AVAILABLE RECORDS:
-- -- --

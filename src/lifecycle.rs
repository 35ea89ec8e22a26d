// src/lifecycle.rs
use std::collections::HashSet;

use chrono::{DateTime, Utc};
use tracing::{debug, info};

use crate::config::ClosePolicy;
use crate::error::PollError;
use crate::ledger::Ledger;
use crate::models::{AccountId, NewPoll, OptionSpec, Poll, PollId};

pub const MAX_TITLE_CHARS: usize = 200;

/// Creates polls and closes them. A poll is open from creation and closes
/// exactly once.
#[derive(Clone)]
pub struct PollLifecycle {
    ledger: Ledger,
    policy: ClosePolicy,
    max_date_options: usize,
}

impl PollLifecycle {
    pub fn new(ledger: Ledger, policy: ClosePolicy, max_date_options: usize) -> Self {
        PollLifecycle { ledger, policy, max_date_options }
    }

    pub async fn create(
        &self,
        creator: &AccountId,
        title: &str,
        options: Vec<OptionSpec>,
        now: DateTime<Utc>,
    ) -> Result<PollId, PollError> {
        let poll = validate_new_poll(creator, title, options, self.max_date_options)?;
        let option_count = poll.options.len();
        let poll_id = self.ledger.create_poll(poll, now).await?;
        info!(poll_id, creator = %creator, option_count, "poll created");
        Ok(poll_id)
    }

    pub async fn close(&self, poll_id: PollId, requester: &AccountId) -> Result<(), PollError> {
        let policy = self.policy;
        let result = self
            .ledger
            .close_poll(poll_id, |poll| authorize_close(poll, requester, policy))
            .await;
        match &result {
            Ok(()) => info!(poll_id, requester = %requester, "poll closed"),
            Err(e) => debug!(poll_id, requester = %requester, error = %e, "close rejected"),
        }
        result
    }

    pub async fn is_creator(
        &self,
        poll_id: PollId,
        account: &AccountId,
    ) -> Result<bool, PollError> {
        let poll = self.ledger.get_poll(poll_id).await?;
        Ok(&poll.creator == account)
    }
}

/// Checks creator input and produces the record the ledger will store.
pub fn validate_new_poll(
    creator: &AccountId,
    title: &str,
    options: Vec<OptionSpec>,
    max_date_options: usize,
) -> Result<NewPoll, PollError> {
    let title = title.trim();
    if title.is_empty() {
        return Err(PollError::InvalidInput("poll title must not be empty".into()));
    }
    if title.chars().count() > MAX_TITLE_CHARS {
        return Err(PollError::InvalidInput(format!(
            "poll title is longer than {MAX_TITLE_CHARS} characters"
        )));
    }
    if options.len() < 2 {
        return Err(PollError::InvalidInput("a poll needs at least 2 date options".into()));
    }
    if options.len() > max_date_options {
        return Err(PollError::InvalidInput(format!(
            "a poll takes at most {max_date_options} date options"
        )));
    }

    let mut seen = HashSet::with_capacity(options.len());
    for option in &options {
        if option.display_date.trim().is_empty() {
            return Err(PollError::InvalidInput(
                "every date option needs a display date".into(),
            ));
        }
        if !seen.insert(option.timestamp) {
            return Err(PollError::InvalidInput(format!(
                "date option {} appears more than once",
                option.timestamp.timestamp()
            )));
        }
    }

    Ok(NewPoll {
        creator: creator.clone(),
        title: title.to_string(),
        options,
    })
}

/// Runs under the ledger's write exclusion when a poll is being closed.
pub fn authorize_close(
    poll: &Poll,
    requester: &AccountId,
    policy: ClosePolicy,
) -> Result<(), PollError> {
    if !poll.active {
        return Err(PollError::AlreadyClosed(poll.id));
    }
    if policy.restrict_close_to_creator && &poll.creator != requester {
        return Err(PollError::Unauthorized(format!(
            "only the creator may close poll {}",
            poll.id
        )));
    }
    Ok(())
}
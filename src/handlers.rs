// handlers.rs
use axum::extract::{FromRequest, FromRequestParts, State};
use axum::Json;
use chrono::Utc;
use http::request::Parts;
use serde_json::{json, Value};

use crate::ballot::BallotRecorder;
use crate::config::Config;
use crate::election::{
    AddCandidateRequest, Candidate, Election, ElectionStatus, ElectionVoteRequest,
    StartVotingRequest,
};
use crate::error::PollError;
use crate::ledger::Ledger;
use crate::lifecycle::PollLifecycle;
use crate::models::{
    AccountId, CreatePollRequest, CreatePollResponse, DateOption, PollDetail, PollId,
    PollSummary, TallyEntry, VoteReceipt, VoteRequest, VoterInfo,
};
use crate::query::QueryFacade;
use crate::tally::TallyResolver;

/// Request header carrying the caller's account identity.
pub const ACCOUNT_HEADER: &str = "x-account";

#[derive(Clone)]
pub struct AppState {
    pub lifecycle: PollLifecycle,
    pub ballots: BallotRecorder,
    pub query: QueryFacade,
    pub election: Election,
}

impl AppState {
    pub fn new(ledger: Ledger, config: &Config) -> Self {
        let tally = TallyResolver::new(ledger.clone(), config.tie_break);
        let ballots = BallotRecorder::new(ledger.clone());
        AppState {
            lifecycle: PollLifecycle::new(
                ledger.clone(),
                config.close_policy,
                config.max_date_options,
            ),
            ballots: ballots.clone(),
            query: QueryFacade::new(ledger, tally, ballots),
            election: Election::new(config.election_admin.clone()),
        }
    }
}

/// JSON request body whose rejections render as `PollError`.
#[derive(FromRequest)]
#[from_request(via(axum::Json), rejection(PollError))]
pub struct JsonBody<T>(pub T);

/// Path parameters whose rejections render as `PollError`.
#[derive(FromRequestParts)]
#[from_request(via(axum::extract::Path), rejection(PollError))]
pub struct PathArgs<T>(pub T);

/// The authenticated caller of a mutating request.
pub struct Caller(pub AccountId);

impl<S> FromRequestParts<S> for Caller
where
    S: Send + Sync,
{
    type Rejection = PollError;

    async fn from_request_parts(parts: &mut Parts, _state: &S) -> Result<Self, Self::Rejection> {
        let raw = parts
            .headers
            .get(ACCOUNT_HEADER)
            .and_then(|v| v.to_str().ok())
            .unwrap_or_default();
        AccountId::parse(raw).map(Caller)
    }
}

pub async fn health() -> Json<Value> {
    Json(json!({ "status": "ok" }))
}

/// Create a date poll owned by the caller
pub async fn create_poll(
    State(state): State<AppState>,
    Caller(creator): Caller,
    JsonBody(req): JsonBody<CreatePollRequest>,
) -> Result<Json<CreatePollResponse>, PollError> {
    let poll_id = state
        .lifecycle
        .create(&creator, &req.title, req.options, Utc::now())
        .await?;
    Ok(Json(CreatePollResponse { poll_id }))
}

pub async fn get_all_polls(
    State(state): State<AppState>,
) -> Result<Json<Vec<PollSummary>>, PollError> {
    Ok(Json(state.query.all_polls().await?))
}

pub async fn get_poll(
    State(state): State<AppState>,
    PathArgs(poll_id): PathArgs<PollId>,
) -> Result<Json<PollDetail>, PollError> {
    Ok(Json(state.query.poll(poll_id).await?))
}

pub async fn get_date_options(
    State(state): State<AppState>,
    PathArgs(poll_id): PathArgs<PollId>,
) -> Result<Json<Vec<DateOption>>, PollError> {
    Ok(Json(state.query.date_options(poll_id).await?))
}

pub async fn get_tally(
    State(state): State<AppState>,
    PathArgs(poll_id): PathArgs<PollId>,
) -> Result<Json<Vec<TallyEntry>>, PollError> {
    Ok(Json(state.query.tally(poll_id).await?))
}

/// Cast the caller's single vote in a poll
pub async fn vote(
    State(state): State<AppState>,
    Caller(voter): Caller,
    PathArgs(poll_id): PathArgs<PollId>,
    JsonBody(req): JsonBody<VoteRequest>,
) -> Result<Json<VoteReceipt>, PollError> {
    let receipt = state
        .ballots
        .vote(poll_id, &voter, req.option_id, Utc::now())
        .await?;
    Ok(Json(receipt))
}

pub async fn end_poll(
    State(state): State<AppState>,
    Caller(requester): Caller,
    PathArgs(poll_id): PathArgs<PollId>,
) -> Result<Json<Value>, PollError> {
    state.lifecycle.close(poll_id, &requester).await?;
    Ok(Json(json!({ "status": "Poll closed", "pollId": poll_id })))
}

pub async fn get_voter_info(
    State(state): State<AppState>,
    PathArgs((poll_id, account)): PathArgs<(PollId, String)>,
) -> Result<Json<VoterInfo>, PollError> {
    let voter = AccountId::parse(&account)?;
    Ok(Json(state.query.voter_info(poll_id, &voter).await?))
}

pub async fn is_creator(
    State(state): State<AppState>,
    PathArgs((poll_id, account)): PathArgs<(PollId, String)>,
) -> Result<Json<Value>, PollError> {
    let account = AccountId::parse(&account)?;
    let is_creator = state.lifecycle.is_creator(poll_id, &account).await?;
    Ok(Json(json!({ "isCreator": is_creator })))
}

pub async fn get_winner(
    State(state): State<AppState>,
    PathArgs(poll_id): PathArgs<PollId>,
) -> Result<Json<DateOption>, PollError> {
    Ok(Json(state.query.winner(poll_id).await?))
}

pub async fn add_candidate(
    State(state): State<AppState>,
    Caller(caller): Caller,
    JsonBody(req): JsonBody<AddCandidateRequest>,
) -> Result<Json<Candidate>, PollError> {
    Ok(Json(state.election.add_candidate(&caller, &req.name).await?))
}

pub async fn get_candidates(State(state): State<AppState>) -> Json<Vec<Candidate>> {
    Json(state.election.candidates().await)
}

pub async fn start_voting(
    State(state): State<AppState>,
    Caller(caller): Caller,
    JsonBody(req): JsonBody<StartVotingRequest>,
) -> Result<Json<ElectionStatus>, PollError> {
    let status = state
        .election
        .start_voting(&caller, req.duration_minutes, Utc::now())
        .await?;
    Ok(Json(status))
}

pub async fn end_voting(
    State(state): State<AppState>,
    Caller(caller): Caller,
) -> Result<Json<ElectionStatus>, PollError> {
    Ok(Json(state.election.end_voting(&caller, Utc::now()).await?))
}

pub async fn election_vote(
    State(state): State<AppState>,
    Caller(voter): Caller,
    JsonBody(req): JsonBody<ElectionVoteRequest>,
) -> Result<Json<Value>, PollError> {
    state.election.vote(&voter, req.candidate_id, Utc::now()).await?;
    Ok(Json(json!({ "status": "Vote recorded" })))
}

pub async fn election_status(State(state): State<AppState>) -> Json<ElectionStatus> {
    Json(state.election.status(Utc::now()).await)
}

pub async fn election_voter_info(
    State(state): State<AppState>,
    PathArgs(account): PathArgs<String>,
) -> Result<Json<VoterInfo>, PollError> {
    let voter = AccountId::parse(&account)?;
    Ok(Json(state.election.voter_info(&voter).await))
}

pub async fn election_winner(
    State(state): State<AppState>,
) -> Result<Json<Candidate>, PollError> {
    Ok(Json(state.election.winner(Utc::now()).await?))
}
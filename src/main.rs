// src/main.rs
mod ballot;
mod config;
mod db;
mod election;
mod error;
mod handlers;
mod ledger;
mod lifecycle;
mod models;
mod query;
mod routes;
mod tally;

use std::net::SocketAddr;

use tracing::info;
use tracing_subscriber::EnvFilter;

use crate::config::Config;
use crate::handlers::AppState;
use crate::ledger::{Ledger, PgLedger};

#[tokio::main]
async fn main() -> Result<(), Box<dyn std::error::Error>> {
    dotenvy::dotenv().ok(); // Load environment variables from .env file

    tracing_subscriber::fmt()
        .with_env_filter(
            EnvFilter::try_from_default_env()
                .unwrap_or_else(|_| EnvFilter::new("date_poll_backend=info,tower_http=info")),
        )
        .init();

    let config = Config::from_env()?;

    let ledger = match &config.database_url {
        Some(url) => {
            let pool = db::create_pool(url, config.db_max_connections).await?;
            db::ensure_schema(&pool).await?;
            Ledger::Postgres(PgLedger::new(pool))
        }
        None => Ledger::in_memory(),
    };
    info!(
        backend = ledger.backend(),
        restrict_close_to_creator = config.close_policy.restrict_close_to_creator,
        tie_break = ?config.tie_break,
        "ledger ready"
    );

    let app = routes::create_routes(AppState::new(ledger, &config));

    let addr = SocketAddr::from(([0, 0, 0, 0], config.port));
    info!(%addr, "listening");
    axum_server::bind(addr).serve(app.into_make_service()).await?;

    Ok(())
}
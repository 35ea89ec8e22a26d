use std::collections::{BTreeMap, HashMap};
use std::sync::Arc;

use chrono::{DateTime, Utc};
use tokio::sync::RwLock;
use uuid::Uuid;

use crate::error::PollError;
use crate::ledger::fresh_options;
use crate::models::{
    AccountId, NewPoll, OptionId, Poll, PollId, PollSummary, VoteReceipt,
};

#[derive(Default)]
struct LedgerState {
    last_id: PollId,
    polls: BTreeMap<PollId, Poll>,
    receipts: HashMap<(PollId, AccountId), VoteReceipt>,
}

/// Whole-ledger reader/writer lock: one mutation at a time, reads share.
#[derive(Clone, Default)]
pub struct MemoryLedger {
    state: Arc<RwLock<LedgerState>>,
}

impl MemoryLedger {
    pub(super) async fn create_poll(
        &self,
        poll: NewPoll,
        now: DateTime<Utc>,
    ) -> Result<PollId, PollError> {
        let mut state = self.state.write().await;
        let id = state.last_id + 1;
        let options = fresh_options(&poll);
        state.polls.insert(
            id,
            Poll {
                id,
                title: poll.title,
                creator: poll.creator,
                created_at: now,
                active: true,
                options,
            },
        );
        state.last_id = id;
        Ok(id)
    }

    pub(super) async fn get_poll(&self, poll_id: PollId) -> Result<Poll, PollError> {
        let state = self.state.read().await;
        state
            .polls
            .get(&poll_id)
            .cloned()
            .ok_or(PollError::PollNotFound(poll_id))
    }

    pub(super) async fn get_all_polls(&self) -> Result<Vec<PollSummary>, PollError> {
        let state = self.state.read().await;
        Ok(state.polls.values().map(Poll::summary).collect())
    }

    pub(super) async fn receipt(
        &self,
        poll_id: PollId,
        voter: &AccountId,
    ) -> Result<Option<VoteReceipt>, PollError> {
        let state = self.state.read().await;
        if !state.polls.contains_key(&poll_id) {
            return Err(PollError::PollNotFound(poll_id));
        }
        Ok(state.receipts.get(&(poll_id, voter.clone())).cloned())
    }

    pub(super) async fn record_vote<F>(
        &self,
        poll_id: PollId,
        voter: &AccountId,
        option_id: OptionId,
        now: DateTime<Utc>,
        check: F,
    ) -> Result<VoteReceipt, PollError>
    where
        F: FnOnce(&Poll, Option<&VoteReceipt>) -> Result<(), PollError>,
    {
        let mut guard = self.state.write().await;
        let state = &mut *guard;
        let key = (poll_id, voter.clone());

        let poll = state
            .polls
            .get_mut(&poll_id)
            .ok_or(PollError::PollNotFound(poll_id))?;
        check(&*poll, state.receipts.get(&key))?;

        // Nothing is written until both halves of the vote are known to apply.
        if state.receipts.contains_key(&key) {
            return Err(PollError::AlreadyVoted);
        }
        let option = poll
            .options
            .iter_mut()
            .find(|o| o.id == option_id)
            .ok_or(PollError::InvalidOption { poll_id, option_id })?;

        option.vote_count += 1;
        let receipt = VoteReceipt {
            receipt_id: Uuid::new_v4(),
            poll_id,
            voter: voter.clone(),
            chosen_option_id: option_id,
            cast_at: now,
        };
        state.receipts.insert(key, receipt.clone());
        Ok(receipt)
    }

    pub(super) async fn close_poll<F>(&self, poll_id: PollId, check: F) -> Result<(), PollError>
    where
        F: FnOnce(&Poll) -> Result<(), PollError>,
    {
        let mut state = self.state.write().await;
        let poll = state
            .polls
            .get_mut(&poll_id)
            .ok_or(PollError::PollNotFound(poll_id))?;
        check(&*poll)?;
        if !poll.active {
            return Err(PollError::AlreadyClosed(poll_id));
        }
        poll.active = false;
        Ok(())
    }

    #[cfg(test)]
    pub(crate) async fn receipt_count(&self, poll_id: PollId) -> usize {
        let state = self.state.read().await;
        state.receipts.keys().filter(|(id, _)| *id == poll_id).count()
    }
}
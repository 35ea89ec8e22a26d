// src/query.rs
use crate::ballot::BallotRecorder;
use crate::error::PollError;
use crate::ledger::Ledger;
use crate::models::{
    AccountId, DateOption, PollDetail, PollId, PollSummary, TallyEntry, VoterInfo,
};
use crate::tally::TallyResolver;

/// Read-only projections for the front-end. Holds no state of its own.
#[derive(Clone)]
pub struct QueryFacade {
    ledger: Ledger,
    tally: TallyResolver,
    ballots: BallotRecorder,
}

impl QueryFacade {
    pub fn new(ledger: Ledger, tally: TallyResolver, ballots: BallotRecorder) -> Self {
        QueryFacade { ledger, tally, ballots }
    }

    pub async fn all_polls(&self) -> Result<Vec<PollSummary>, PollError> {
        self.ledger.get_all_polls().await
    }

    pub async fn poll(&self, poll_id: PollId) -> Result<PollDetail, PollError> {
        let poll = self.ledger.get_poll(poll_id).await?;
        Ok(PollDetail {
            summary: poll.summary(),
            date_options_count: poll.options.len(),
            total_votes: poll.total_votes(),
        })
    }

    pub async fn date_options(&self, poll_id: PollId) -> Result<Vec<DateOption>, PollError> {
        self.ledger.get_options(poll_id).await
    }

    pub async fn voter_info(
        &self,
        poll_id: PollId,
        voter: &AccountId,
    ) -> Result<VoterInfo, PollError> {
        self.ballots.has_voted(poll_id, voter).await
    }

    pub async fn tally(&self, poll_id: PollId) -> Result<Vec<TallyEntry>, PollError> {
        self.tally.tally(poll_id).await
    }

    pub async fn winner(&self, poll_id: PollId) -> Result<DateOption, PollError> {
        self.tally.winner(poll_id).await
    }
}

-- -- --

TASK STATEMENT:
Keep both end lines and retype everything in the records above from the line containing "Ok(&poll.creator == account)" through the line containing "-> Result<NewPoll, PollError>", exactly, with nothing else.

TASK RESULT:
        Ok(&poll.creator == account)
    }
}

/// Checks creator input and produces the record the ledger will store.
pub fn validate_new_poll(
    creator: &AccountId,
    title: &str,
    options: Vec<OptionSpec>,
    max_date_options: usize,
) -> Result<NewPoll, PollError> {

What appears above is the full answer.